3)本年度は、採集した羽毛の中でも飼育個体での特徴的な発色(構造色の出現と色変化)に着目して、羽毛内微細構造と構造色発色に関する生物学的研究を実施した。その成果について複数の学会発表を行った。

4) 本研究の代表者は、次年度に本領域研究(生物規範工学)および国立科学博物館が主催者となって上野国立科学博物館にて開催されるバイオミメティクス研究の一般向けの展示企画展である「生き物に学び、くらしに活かす―博物館とバイオミメティクス」にて、鳥類部門の展示担当者として、同領域の複数のメンバーと連携し準備にあたった。

28年度の実施計画

1. 本研究では前述した目的を達成するために、本年度(2年計画2年目)は、1年目に引き続き、野外での野生鳥類や飼育鳥の羽毛サンプルの収集を進めつつ、同時に、昨年度に確立した分光測定・顕微鏡計測手法を用いて、特定の種における羽毛内部構造の解明に重点を置く。本研究は、1)野外および飼育鳥からの材料(羽毛)の採集と収集、2)実験室内での分光計測定やSEM画像解析等の羽色の実験・分析より構成される。年度前半は1の採集、年度後半は2)のSEM画像解析とモデル作成を行い、論文化は通年を通じて行う。複数種を対象とする統合モデル研究も試みる。

2. 今年度は採集した特定の種の羽毛サンプルおよび収集した飼育鳥の羽毛を用いて、羽毛内微細構造の構成パターンを電子顕微鏡観察(SEM)等の手法による、羽毛内部構造の把握を引き続き進める。また、特定の種について種内での羽毛微細構造の差異のパターンを把握する。得られた結果を基にして、羽毛内微細構造と色の変化を説明する統計モデル構築を試みる。これらの研究成果については、羽毛内微細構造と発色の関係に関する学会発表と論文発表を行う。
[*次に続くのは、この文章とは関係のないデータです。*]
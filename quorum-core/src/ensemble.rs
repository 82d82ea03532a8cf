//! Ensemble aggregator — runs every enabled strategy and combines the results.
//!
//! Two views of the same signal set:
//! - **consensus**: one strategy, one vote; a tie for the top count is HOLD;
//! - **weighted signal**: votes weighted by each strategy's track record (or
//!   a manual override), confidence averaged over the winning side.
//!
//! Strategies are evaluated in parallel with rayon; results are collected in
//! registry order so every downstream sum runs in a fixed order and the
//! result is deterministic.

use rayon::prelude::*;
use serde::{Deserialize, Serialize};
use tracing::debug;

use crate::domain::{Action, MarketSeries, Signal, StrategyId, StrategyPerformance};
use crate::strategies::Strategy;

#[derive(Debug, Clone, PartialEq, Serialize, Deserialize)]
#[serde(default)]
pub struct EnsembleConfig {
    /// Closed trades required before the performance-derived weight applies.
    pub min_trades_for_weighting: u32,
    /// Weight of a strategy without enough history.
    pub flat_weight: f64,
    /// Evaluate strategies on the rayon pool.
    pub parallel: bool,
}

impl Default for EnsembleConfig {
    fn default() -> Self {
        Self {
            min_trades_for_weighting: 10,
            flat_weight: 0.5,
            parallel: true,
        }
    }
}

/// One strategy's output for the current cycle.
#[derive(Debug, Clone, PartialEq, Serialize, Deserialize)]
pub struct StrategySignal {
    pub strategy_id: StrategyId,
    pub weight: f64,
    pub signal: Signal,
}

#[derive(Debug, Clone, Copy, PartialEq, Default, Serialize, Deserialize)]
pub struct VoteCount {
    pub buy: usize,
    pub sell: usize,
    pub hold: usize,
}

impl VoteCount {
    pub fn total(&self) -> usize {
        self.buy + self.sell + self.hold
    }

    fn add(&mut self, action: Action) {
        match action {
            Action::Buy => self.buy += 1,
            Action::Sell => self.sell += 1,
            Action::Hold => self.hold += 1,
        }
    }

    fn get(&self, action: Action) -> usize {
        match action {
            Action::Buy => self.buy,
            Action::Sell => self.sell,
            Action::Hold => self.hold,
        }
    }
}

#[derive(Debug, Clone, PartialEq, Serialize, Deserialize)]
pub struct Consensus {
    pub action: Action,
    /// Share of votes cast for the winning action; 0 when nothing voted.
    pub agreement: f64,
    pub votes: VoteCount,
}

#[derive(Debug, Clone, PartialEq, Serialize, Deserialize)]
pub struct EnsembleResult {
    pub signals: Vec<StrategySignal>,
    pub consensus: Consensus,
    pub weighted_signal: Signal,
    pub best_strategy: Option<StrategyId>,
}

/// Ensemble weight of a strategy: manual override, else track record, else flat.
pub fn strategy_weight(
    strategy: &Strategy,
    performance: Option<&StrategyPerformance>,
    config: &EnsembleConfig,
) -> f64 {
    if let Some(weight) = strategy.weight {
        return weight;
    }
    match performance {
        Some(perf) if perf.total_trades >= config.min_trades_for_weighting => {
            let sharpe = (perf.sharpe_ratio / 2.0).clamp(0.0, 1.0);
            let profitable = if perf.is_profitable() { 1.0 } else { 0.0 };
            0.35 * perf.win_rate + 0.25 * sharpe + 0.25 * perf.consistency + 0.15 * profitable
        }
        _ => config.flat_weight,
    }
}

/// Run every enabled strategy over `series` and aggregate.
pub fn analyze_all(
    strategies: &[Strategy],
    series: &MarketSeries,
    performances: &[StrategyPerformance],
    config: &EnsembleConfig,
) -> EnsembleResult {
    let enabled: Vec<&Strategy> = strategies.iter().filter(|s| s.enabled).collect();

    let evaluate = |strategy: &&Strategy| {
        let perf = performances.iter().find(|p| p.strategy_id == strategy.id);
        StrategySignal {
            strategy_id: strategy.id.clone(),
            weight: strategy_weight(strategy, perf, config),
            signal: strategy.analyze(series),
        }
    };
    let signals: Vec<StrategySignal> = if config.parallel {
        enabled.par_iter().map(evaluate).collect()
    } else {
        enabled.iter().map(evaluate).collect()
    };

    let consensus = consensus(&signals);
    let weighted_signal = weighted_signal(&signals);
    let best_strategy = best_strategy(&signals);

    debug!(
        strategies = signals.len(),
        consensus = %consensus.action,
        agreement = consensus.agreement,
        weighted = %weighted_signal.action,
        confidence = weighted_signal.confidence,
        "ensemble evaluated"
    );

    EnsembleResult {
        signals,
        consensus,
        weighted_signal,
        best_strategy,
    }
}

/// Majority vote. A tie for the most votes resolves to HOLD.
pub fn consensus(signals: &[StrategySignal]) -> Consensus {
    let mut votes = VoteCount::default();
    for s in signals {
        votes.add(s.signal.action);
    }
    let total = votes.total();
    if total == 0 {
        return Consensus {
            action: Action::Hold,
            agreement: 0.0,
            votes,
        };
    }

    let max = Action::ALL.iter().map(|&a| votes.get(a)).max().unwrap_or(0);
    let leaders: Vec<Action> = Action::ALL
        .iter()
        .copied()
        .filter(|&a| votes.get(a) == max)
        .collect();
    let action = match leaders.as_slice() {
        [single] => *single,
        _ => Action::Hold,
    };

    Consensus {
        action,
        agreement: max as f64 / total as f64,
        votes,
    }
}

/// Weight-normalized composite signal. Equal top weights resolve to HOLD.
pub fn weighted_signal(signals: &[StrategySignal]) -> Signal {
    let total_weight: f64 = signals.iter().map(|s| s.weight).sum();
    if signals.is_empty() || total_weight <= 0.0 {
        return Signal::hold("ensemble: no weighted votes");
    }

    let side_weight = |action: Action| -> f64 {
        signals
            .iter()
            .filter(|s| s.signal.action == action)
            .map(|s| s.weight)
            .sum()
    };
    let weights: Vec<(Action, f64)> = Action::ALL.iter().map(|&a| (a, side_weight(a))).collect();
    let top = weights
        .iter()
        .map(|&(_, w)| w)
        .fold(f64::NEG_INFINITY, f64::max);
    let leaders: Vec<Action> = weights
        .iter()
        .filter(|&&(_, w)| w == top)
        .map(|&(a, _)| a)
        .collect();

    let action = match leaders.as_slice() {
        [single] => *single,
        _ => {
            return Signal::hold(format!(
                "ensemble: tied weight {:.2} between {}",
                top / total_weight,
                leaders
                    .iter()
                    .map(|a| a.to_string())
                    .collect::<Vec<_>>()
                    .join("/")
            ))
        }
    };
    if action == Action::Hold {
        return Signal::hold(format!(
            "ensemble: HOLD carries {:.0}% of weight",
            top / total_weight * 100.0
        ));
    }

    let voters: Vec<&StrategySignal> =
        signals.iter().filter(|s| s.signal.action == action).collect();
    let confidence = voters.iter().map(|s| s.weight * s.signal.confidence).sum::<f64>() / top;
    let risk = voters.iter().map(|s| s.weight * s.signal.risk_score).sum::<f64>() / top;

    // Protective levels come from the heaviest voter (first in registry order on ties).
    let lead = voters.iter().fold(None::<&StrategySignal>, |best, s| match best {
        Some(b) if b.weight >= s.weight => Some(b),
        _ => Some(s),
    });

    let mut signal = Signal::new(
        action,
        confidence,
        risk,
        format!(
            "ensemble: {action} with {:.0}% of weight ({}/{} strategies)",
            top / total_weight * 100.0,
            voters.len(),
            signals.len()
        ),
    );
    if let Some(lead) = lead {
        signal.stop_loss = lead.signal.stop_loss;
        signal.take_profit = lead.signal.take_profit;
    }
    signal
}

/// Highest-weighted strategy; ties go to the earliest registered.
pub fn best_strategy(signals: &[StrategySignal]) -> Option<StrategyId> {
    signals
        .iter()
        .fold(None::<&StrategySignal>, |best, s| match best {
            Some(b) if b.weight >= s.weight => Some(b),
            _ => Some(s),
        })
        .map(|s| s.strategy_id.clone())
}

#[cfg(test)]
mod tests {
    use super::*;

    fn vote(id: &str, action: Action, confidence: f64, weight: f64) -> StrategySignal {
        StrategySignal {
            strategy_id: StrategyId::new(id),
            weight,
            signal: Signal::new(action, confidence, 0.4, id),
        }
    }

    #[test]
    fn majority_wins_consensus() {
        let signals = vec![
            vote("a", Action::Buy, 0.7, 0.5),
            vote("b", Action::Buy, 0.6, 0.5),
            vote("c", Action::Sell, 0.9, 0.5),
        ];
        let c = consensus(&signals);
        assert_eq!(c.action, Action::Buy);
        assert!((c.agreement - 2.0 / 3.0).abs() < 1e-12);
        assert_eq!(c.votes, VoteCount { buy: 2, sell: 1, hold: 0 });
    }

    #[test]
    fn tied_vote_is_hold() {
        let signals = vec![
            vote("a", Action::Buy, 0.7, 0.5),
            vote("b", Action::Sell, 0.6, 0.5),
        ];
        let c = consensus(&signals);
        assert_eq!(c.action, Action::Hold);
        assert!((c.agreement - 0.5).abs() < 1e-12);
    }

    #[test]
    fn empty_consensus_is_hold_with_zero_agreement() {
        let c = consensus(&[]);
        assert_eq!(c.action, Action::Hold);
        assert_eq!(c.agreement, 0.0);
    }

    #[test]
    fn weighted_confidence_is_weight_normalized_mean() {
        let signals = vec![
            vote("a", Action::Buy, 0.8, 0.75),
            vote("b", Action::Buy, 0.4, 0.25),
            vote("c", Action::Sell, 0.9, 0.5),
        ];
        let s = weighted_signal(&signals);
        assert_eq!(s.action, Action::Buy);
        assert!((s.confidence - (0.8 * 0.75 + 0.4 * 0.25)).abs() < 1e-12);
    }

    #[test]
    fn heavier_minority_beats_lighter_majority() {
        let signals = vec![
            vote("a", Action::Sell, 0.8, 0.9),
            vote("b", Action::Buy, 0.6, 0.3),
            vote("c", Action::Buy, 0.6, 0.3),
        ];
        assert_eq!(consensus(&signals).action, Action::Buy);
        assert_eq!(weighted_signal(&signals).action, Action::Sell);
    }

    #[test]
    fn equal_top_weights_are_hold() {
        let signals = vec![
            vote("a", Action::Buy, 0.8, 0.5),
            vote("b", Action::Sell, 0.8, 0.5),
        ];
        let s = weighted_signal(&signals);
        assert_eq!(s.action, Action::Hold);
        assert_eq!(s.confidence, 0.0);
        assert!(s.reason.contains("tied"));
    }

    #[test]
    fn best_strategy_ties_go_to_registry_order() {
        let signals = vec![
            vote("a", Action::Hold, 0.0, 0.5),
            vote("b", Action::Buy, 0.6, 0.7),
            vote("c", Action::Buy, 0.6, 0.7),
        ];
        assert_eq!(best_strategy(&signals), Some(StrategyId::new("b")));
        assert_eq!(best_strategy(&[]), None);
    }

    #[test]
    fn weight_uses_track_record_after_enough_trades() {
        let strategy = crate::strategies::default_registry().remove(0);
        let config = EnsembleConfig::default();
        let mut perf = StrategyPerformance::new(strategy.id.clone(), 5);
        perf.total_trades = 9;
        assert_eq!(strategy_weight(&strategy, Some(&perf), &config), 0.5);

        perf.total_trades = 12;
        perf.win_rate = 0.6;
        perf.sharpe_ratio = 3.0;
        perf.consistency = 0.6;
        perf.total_pnl = 14.0;
        let w = strategy_weight(&strategy, Some(&perf), &config);
        assert!((w - (0.35 * 0.6 + 0.25 + 0.25 * 0.6 + 0.15)).abs() < 1e-12);

        let manual = strategy.with_weight(2.0);
        assert_eq!(strategy_weight(&manual, Some(&perf), &config), 2.0);
    }
}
3. 本領域(新学術領域・生物規範工学)の他の研究者との連携を試み、鳥類の構造色についての学際的研究を行う。また、バイオミメティクス研究の社会的啓蒙として、博物館等における展示を行い、研究成果や関連知見の社会還元を行う。

28年度の実施報告

鳥類の構造色は、昆虫や魚類とは異なる微細構造で発色することが知られている。本研究は、このユニークな鳥類型の構造色の中でも、非虹色の構造色に着目した。その発色の源である羽毛内の微細構造について、色が異なる複数の鳥種を対象に色と羽毛構造の関係を調査し、構造色発色の基盤情報を充実させること、「色彩に影響する羽毛内の微細構造の変化」と「発色」の関連性の解明と、その応用がターゲットである。本研究は、生物と工学の学際的研究分野である「バイオミメティックス(生物規範工学)」の一分野である「構造色」研究を実施する。
2年計画の2年目である本年度は、1) 野外での野鳥からの羽毛サンプルの収集と、2) 各鳥種の構造色の分光測定といった色彩の測定、3) 特定種における羽毛内微細構造の解明、に重点を置き研究を進め、4)その他の活動も実施した。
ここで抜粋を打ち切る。